ASSIGNMENT:
Go to the line containing "pub fn is_empty(&self)" in the records below and print it and every following line exactly, on through the line containing "let (sender, receiver)", then stop.

"""

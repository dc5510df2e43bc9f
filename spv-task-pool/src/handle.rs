use std::sync::mpsc::{Receiver, TryRecvError};

use crate::TaskPoolError;

/// Handle to the eventual result of one enqueued task.
///
/// The handle resolves exactly once. If the task is dropped from the queue
/// (see [`TaskPool::cancel_pending`](crate::TaskPool::cancel_pending)) the
/// handle resolves to [`TaskPoolError::Cancelled`].
#[derive(Debug)]
pub struct TaskHandle<R> {
    receiver: Receiver<Result<R, TaskPoolError>>,
}

impl<R> TaskHandle<R> {
    pub(crate) fn new(receiver: Receiver<Result<R, TaskPoolError>>) -> Self {
        Self { receiver }
    }

    /// Block until the task has run (or was discarded) and return its result.
    pub fn wait(self) -> Result<R, TaskPoolError> {
        self.receiver
            .recv()
            .unwrap_or(Err(TaskPoolError::Cancelled))
    }

    /// Return the result if the task already finished, without blocking.
    pub fn try_wait(&self) -> Option<Result<R, TaskPoolError>> {
        match self.receiver.try_recv() {
            Ok(result) => Some(result),
            Err(TryRecvError::Empty) => None,
            Err(TryRecvError::Disconnected) => Some(Err(TaskPoolError::Cancelled)),
        }
    }
}
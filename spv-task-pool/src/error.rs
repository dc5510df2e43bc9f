use thiserror::Error;

/// Errors from task pool operations.
#[derive(Debug, Error)]
pub enum TaskPoolError {
    /// Work was submitted after shutdown began.
    #[error("task pool has been shut down")]
    Invalidated,
    /// The task was dropped from the queue before a worker picked it up.
    #[error("task was cancelled before it started")]
    Cancelled,
    /// The task panicked; carries the panic message.
    #[error("task panicked: {0}")]
    TaskPanicked(String),
    /// A pool needs at least one worker.
    #[error("worker count must be at least 1")]
    NoWorkers,
    /// The OS refused to start a worker thread.
    #[error("failed to spawn worker thread: {0}")]
    Spawn(#[from] std::io::Error),
    /// A worker thread panicked outside any task.
    #[error("worker thread {0} panicked")]
    WorkerPanicked(usize),
}
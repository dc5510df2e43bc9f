#[macro_use]
extern crate criterion;

use criterion::{BenchmarkId, Criterion};
use rand::{seq::SliceRandom, thread_rng, RngCore};
use spv_merkle_tree::{MerkleTree, TaskPool};

const CHUNK: usize = 1024;

fn random_chunks(count: usize) -> Vec<Vec<u8>> {
    let mut rng = thread_rng();
    (0..count)
        .map(|_| {
            let mut chunk = vec![0u8; CHUNK];
            rng.fill_bytes(&mut chunk);
            chunk
        })
        .collect()
}

fn bench(c: &mut Criterion) {
    {
        let mut group = c.benchmark_group("Merkle construction");
        let cores = TaskPool::available_workers();
        for leaves in [1_000usize, 10_000, 100_000] {
            let chunks = random_chunks(leaves);
            let mut tree = MerkleTree::new(leaves).expect("initialize");
            for workers in [1, 2, cores] {
                group.bench_with_input(
                    BenchmarkId::new(format!("workers {workers}"), leaves),
                    &workers,
                    |b, &workers| {
                        b.iter(|| tree.construct(&chunks, CHUNK, workers).expect("construct"));
                    },
                );
            }
        }
    }

    c.bench_function("Merkle verify", |b| {
        let leaves = 100_000;
        let chunks = random_chunks(leaves);
        let mut tree = MerkleTree::new(leaves).expect("initialize");
        let root = tree.construct(&chunks, CHUNK, 1).expect("construct").root_hash;
        let mut rng = thread_rng();
        let offsets: Vec<usize> = (0..leaves).collect();
        let proofs: Vec<_> = (0..1_000)
            .map(|_| tree.prove(*offsets.choose(&mut rng).expect("offset")).expect("prove"))
            .collect();
        let mut verifier = MerkleTree::new(leaves).expect("initialize");
        b.iter(|| {
            let proof = proofs.choose(&mut rng).expect("proof");
            verifier.verify_proof(proof, &root).expect("verify");
        });
    });
}

criterion_group!(
    name = benches;
    config = Criterion::default().sample_size(20);
    targets = bench
);
criterion_main!(benches);
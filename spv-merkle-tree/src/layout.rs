//! Arena layout arithmetic: level boundaries and parent/side links.

use crate::{Node, Side};

/// A contiguous run of arena slots forming one tree level.
#[derive(Debug, Clone, Copy, PartialEq, Eq)]
pub struct LevelRange {
    /// Arena index of the level's first slot.
    pub start: usize,
    /// Number of slots in the level.
    pub capacity: usize,
}

impl LevelRange {
    /// One past the level's last slot.
    pub fn end(&self) -> usize {
        self.start + self.capacity
    }

    /// Whether `offset` falls inside this level.
    pub fn contains(&self, offset: usize) -> bool {
        (self.start..self.end()).contains(&offset)
    }
}

/// Number of leaf-level slots for `leaf_count` leaves: the smallest power of
/// two that holds them, and never less than a single pair.
///
/// Returns `None` on overflow.
pub fn leaf_capacity(leaf_count: usize) -> Option<usize> {
    leaf_count.checked_next_power_of_two().map(|c| c.max(2))
}

/// Arena size for `leaf_count` leaves: `2^(floor(log2(leaf_count)) + 2) + 1`.
///
/// Always at least `2 * leaf_capacity - 1`, the slots the levels occupy.
/// Returns `None` for zero leaves or on overflow.
pub fn node_count_for(leaf_count: usize) -> Option<usize> {
    if leaf_count == 0 {
        return None;
    }
    let floor_log2 = usize::BITS - 1 - leaf_count.leading_zeros();
    1usize.checked_shl(floor_log2 + 2)?.checked_add(1)
}

/// Level ranges from the leaves (level 0) up to the singleton root.
pub(crate) fn level_ranges(leaf_capacity: usize) -> Vec<LevelRange> {
    let mut levels = Vec::new();
    let mut start = 0;
    let mut capacity = leaf_capacity;
    loop {
        levels.push(LevelRange { start, capacity });
        if capacity <= 1 {
            break;
        }
        start += capacity;
        capacity /= 2;
    }
    levels
}

/// Allocate the arena and link every non-root node to its parent.
pub(crate) fn link_arena(levels: &[LevelRange], node_count: usize) -> Vec<Node> {
    let mut arena = vec![Node::default(); node_count];
    for pair in levels.windows(2) {
        let (level, parent_level) = (pair[0], pair[1]);
        for j in 0..level.capacity {
            let node = &mut arena[level.start + j];
            node.parent_offset = parent_level.start + j / 2;
            node.side = if j % 2 == 0 { Side::Left } else { Side::Right };
            node.has_parent = true;
        }
    }
    arena
}

/// Occupied slot count per level before padding, leaves first.
pub(crate) fn occupied_counts(leaf_count: usize, level_count: usize) -> Vec<usize> {
    let mut counts = Vec::with_capacity(level_count);
    let mut occupied = leaf_count;
    for _ in 0..level_count {
        counts.push(occupied);
        occupied = occupied.div_ceil(2);
    }
    counts
}
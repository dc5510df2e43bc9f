//! Bottom-up construction, on the calling thread or on the worker pool.
//!
//! Both modes run the same level loop: hash the leaves, then for each level
//! pad an odd occupied count and combine sibling pairs into the parent
//! level. Hash jobs never touch the arena. They capture their inputs by
//! value and the results are written back once the whole level is done, so
//! a level's writes are complete before any job of the next level is built.

use std::sync::{mpsc, Arc};

use spv_task_pool::TaskPool;
use tracing::{debug, trace, warn};

use crate::{
    layout::occupied_counts, Digest, ExtensionPolicy, HashError, MerkleHasher, MerkleTree,
    MerkleTreeError, Node, PathEntry, EMPTY_DIGEST,
};

/// Outcome of a successful construction run.
#[derive(Debug, Clone, Copy, PartialEq, Eq)]
pub struct ConstructionResult {
    /// Arena index of the root; `None` when the tree is uninitialized.
    pub root_offset: Option<usize>,
    /// Root digest; [`EMPTY_DIGEST`] when the tree is uninitialized.
    pub root_hash: Digest,
    /// Hash primitive invocations: one per leaf plus one per combined pair.
    pub hash_calls: u64,
}

impl ConstructionResult {
    /// The result of constructing an uninitialized tree.
    pub fn empty() -> Self {
        ConstructionResult {
            root_offset: None,
            root_hash: EMPTY_DIGEST,
            hash_calls: 0,
        }
    }

    /// Whether this is the result of an uninitialized tree.
    pub fn is_empty(&self) -> bool {
        self.root_offset.is_none()
    }
}

#[derive(Clone, Copy)]
enum PadSource<'a> {
    Generate,
    Ledger(&'a [PathEntry]),
}

type HashJob = Box<dyn FnOnce() -> Result<Digest, HashError> + Send + 'static>;

enum LevelExecutor<'p> {
    Inline,
    Pool(&'p mut TaskPool),
}

impl LevelExecutor<'_> {
    /// Run one level's jobs and store each result at its target offset.
    ///
    /// `level` is the level whose digests the jobs produce.
    fn run(
        &mut self,
        level: u32,
        jobs: Vec<(usize, HashJob)>,
        arena: &mut [Node],
    ) -> Result<(), MerkleTreeError> {
        let hash_failure = |source| MerkleTreeError::HashFailure { level, source };
        match self {
            LevelExecutor::Inline => {
                for (offset, job) in jobs {
                    arena[offset].hash = job().map_err(hash_failure)?;
                }
                Ok(())
            }
            LevelExecutor::Pool(pool) => {
                let (sender, receiver) = mpsc::channel();
                for (offset, job) in jobs {
                    let sender = sender.clone();
                    let submitted = pool.enqueue_tracked(move || {
                        let result = job();
                        let ok = result.is_ok();
                        sender.send((offset, result)).is_ok() && ok
                    });
                    if let Err(e) = submitted {
                        pool.cancel_pending();
                        pool.await_batch();
                        return Err(e.into());
                    }
                }
                drop(sender);

                let completed = pool.await_batch();
                let mut first_error = None;
                for (offset, result) in receiver.try_iter() {
                    match result {
                        Ok(digest) => arena[offset].hash = digest,
                        Err(e) if first_error.is_none() => first_error = Some(e),
                        Err(_) => {}
                    }
                }
                if let Some(e) = first_error {
                    return Err(hash_failure(e));
                }
                if !completed {
                    return Err(hash_failure(HashError::new("a hash task did not complete")));
                }
                Ok(())
            }
        }
    }
}

impl<H: MerkleHasher> MerkleTree<H> {
    /// Hash `chunks` into the leaves and reduce pairwise up to the root.
    ///
    /// Each chunk contributes its first `chunk_size` bytes; there must be
    /// exactly one chunk per leaf. With `worker_count > 1` every level is
    /// submitted as one batch to a pool of `worker_count` threads (kept for
    /// later runs) and the next level starts only after the batch barrier.
    ///
    /// The first failed level aborts the run with
    /// [`MerkleTreeError::HashFailure`]; later levels are not attempted. An
    /// uninitialized tree yields [`ConstructionResult::empty`].
    pub fn construct<C: AsRef<[u8]>>(
        &mut self,
        chunks: &[C],
        chunk_size: usize,
        worker_count: usize,
    ) -> Result<ConstructionResult, MerkleTreeError> {
        self.run_construction(chunks, chunk_size, worker_count, PadSource::Generate)
    }

    /// [`construct`](Self::construct) with one worker per available core
    /// minus the calling thread.
    pub fn construct_use_cores<C: AsRef<[u8]>>(
        &mut self,
        chunks: &[C],
        chunk_size: usize,
    ) -> Result<ConstructionResult, MerkleTreeError> {
        self.construct(chunks, chunk_size, TaskPool::available_workers())
    }

    /// Rebuild a tree whose odd levels were padded with random pads, taking
    /// every pad from `ledger` (as exported by the constructing side)
    /// instead of generating new ones.
    ///
    /// Only matters under [`ExtensionPolicy::UseSpecialKeys`]. A pad slot
    /// with no ledger entry fails with [`MerkleTreeError::MissingPad`].
    pub fn construct_with_pads<C: AsRef<[u8]>>(
        &mut self,
        chunks: &[C],
        chunk_size: usize,
        worker_count: usize,
        ledger: &[PathEntry],
    ) -> Result<ConstructionResult, MerkleTreeError> {
        self.run_construction(chunks, chunk_size, worker_count, PadSource::Ledger(ledger))
    }

    fn ensure_pool(&mut self, worker_count: usize) -> Result<(), MerkleTreeError> {
        if let Some(pool) = &self.pool {
            if pool.is_running() && pool.worker_count() == worker_count {
                return Ok(());
            }
        }
        if let Some(mut stale) = self.pool.take() {
            stale.shutdown()?;
        }
        self.pool = Some(TaskPool::new(worker_count)?);
        Ok(())
    }

    fn run_construction<C: AsRef<[u8]>>(
        &mut self,
        chunks: &[C],
        chunk_size: usize,
        worker_count: usize,
        pad_source: PadSource<'_>,
    ) -> Result<ConstructionResult, MerkleTreeError> {
        if !self.is_initialized() {
            return Ok(ConstructionResult::empty());
        }
        let leaf_count = self.leaf_count();
        if chunks.len() != leaf_count {
            return Err(MerkleTreeError::ChunkCountMismatch {
                expected: leaf_count,
                actual: chunks.len(),
            });
        }
        if let Some((index, chunk)) = chunks
            .iter()
            .enumerate()
            .find(|(_, chunk)| chunk.as_ref().len() < chunk_size)
        {
            return Err(MerkleTreeError::ChunkTooShort {
                index,
                len: chunk.as_ref().len(),
                chunk_size,
            });
        }

        let parallel = worker_count > 1;
        if parallel {
            self.ensure_pool(worker_count)?;
        }
        self.pads.clear_ledger();
        for node in self.arena.iter_mut() {
            node.hash = EMPTY_DIGEST;
        }

        let result = self.reduce(chunks, chunk_size, parallel, pad_source);
        match &result {
            Ok(outcome) => debug!(
                leaf_count,
                worker_count,
                hash_calls = outcome.hash_calls,
                root = %hex::encode(outcome.root_hash),
                "merkle tree constructed"
            ),
            Err(e) => warn!(leaf_count, worker_count, error = %e, "merkle tree construction failed"),
        }
        result
    }

    fn reduce<C: AsRef<[u8]>>(
        &mut self,
        chunks: &[C],
        chunk_size: usize,
        parallel: bool,
        pad_source: PadSource<'_>,
    ) -> Result<ConstructionResult, MerkleTreeError> {
        let leaf_count = self.leaf_count();
        let policy = self.options.extension_policy;
        let MerkleTree {
            arena,
            levels,
            hasher,
            pads,
            pool,
            ..
        } = self;
        let mut executor = match pool.as_mut() {
            Some(pool) if parallel => LevelExecutor::Pool(pool),
            _ => LevelExecutor::Inline,
        };

        match executor {
            LevelExecutor::Inline => {
                for (index, chunk) in chunks.iter().enumerate() {
                    arena[index].hash = hasher
                        .hash(&chunk.as_ref()[..chunk_size])
                        .map_err(|source| MerkleTreeError::HashFailure { level: 0, source })?;
                }
            }
            LevelExecutor::Pool(_) => {
                // Pool jobs are 'static, so the prefixes are shared through one buffer.
                let mut data = Vec::with_capacity(leaf_count * chunk_size);
                for chunk in chunks {
                    data.extend_from_slice(&chunk.as_ref()[..chunk_size]);
                }
                let data: Arc<[u8]> = Arc::from(data);
                let leaf_jobs = (0..leaf_count)
                    .map(|index| {
                        let data = Arc::clone(&data);
                        let hasher = Arc::clone(hasher);
                        let job: HashJob = Box::new(move || {
                            hasher.hash(&data[index * chunk_size..(index + 1) * chunk_size])
                        });
                        (index, job)
                    })
                    .collect();
                executor.run(0, leaf_jobs, arena)?;
            }
        }
        let mut hash_calls = leaf_count as u64;

        let occupied = occupied_counts(leaf_count, levels.len());
        for (index, pair) in levels.windows(2).enumerate() {
            let level = index as u32;
            let range = pair[0];
            let mut count = occupied[index];
            if count % 2 == 1 {
                let pad_offset = range.start + count;
                arena[pad_offset].hash = match policy {
                    ExtensionPolicy::UseCopy => arena[pad_offset - 1].hash,
                    ExtensionPolicy::UseSpecialKeys => match pad_source {
                        PadSource::Generate => pads.generate_and_record(level, pad_offset),
                        PadSource::Ledger(ledger) => {
                            let entry = ledger
                                .iter()
                                .find(|entry| {
                                    entry.level == level && entry.absolute_offset == pad_offset
                                })
                                .ok_or(MerkleTreeError::MissingPad {
                                    level,
                                    offset: pad_offset,
                                })?;
                            pads.record(*entry);
                            entry.hash
                        }
                    },
                };
                count += 1;
            }

            let jobs: Vec<(usize, HashJob)> = (range.start..range.start + count)
                .step_by(2)
                .map(|left| {
                    let parent = arena[left].parent_offset;
                    let (left_hash, right_hash) = (arena[left].hash, arena[left + 1].hash);
                    let hasher = Arc::clone(hasher);
                    let job: HashJob = Box::new(move || hasher.combine(&left_hash, &right_hash));
                    (parent, job)
                })
                .collect();
            trace!(level, pairs = jobs.len(), "combining level");
            hash_calls += jobs.len() as u64;
            executor.run(level + 1, jobs, arena)?;
        }

        let root_offset = levels.last().map(|root| root.start);
        let root_hash = root_offset.map_or(EMPTY_DIGEST, |root| arena[root].hash);
        Ok(ConstructionResult {
            root_offset,
            root_hash,
            hash_calls,
        })
    }
}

"""

ANSWER SECTION:
    pub fn is_empty(&self) -> bool {
        self.root_offset.is_none()
    }
}

#[derive(Clone, Copy)]
enum PadSource<'a> {
    Generate,
    Ledger(&'a [PathEntry]),
}

type HashJob = Box<dyn FnOnce() -> Result<Digest, HashError> + Send + 'static>;

enum LevelExecutor<'p> {
    Inline,
    Pool(&'p mut TaskPool),
}

impl LevelExecutor<'_> {
    /// Run one level's jobs and store each result at its target offset.
    ///
    /// `level` is the level whose digests the jobs produce.
    fn run(
        &mut self,
        level: u32,
        jobs: Vec<(usize, HashJob)>,
        arena: &mut [Node],
    ) -> Result<(), MerkleTreeError> {
        let hash_failure = |source| MerkleTreeError::HashFailure { level, source };
        match self {
            LevelExecutor::Inline => {
                for (offset, job) in jobs {
                    arena[offset].hash = job().map_err(hash_failure)?;
                }
                Ok(())
            }
            LevelExecutor::Pool(pool) => {
                let (sender, receiver) = mpsc::channel();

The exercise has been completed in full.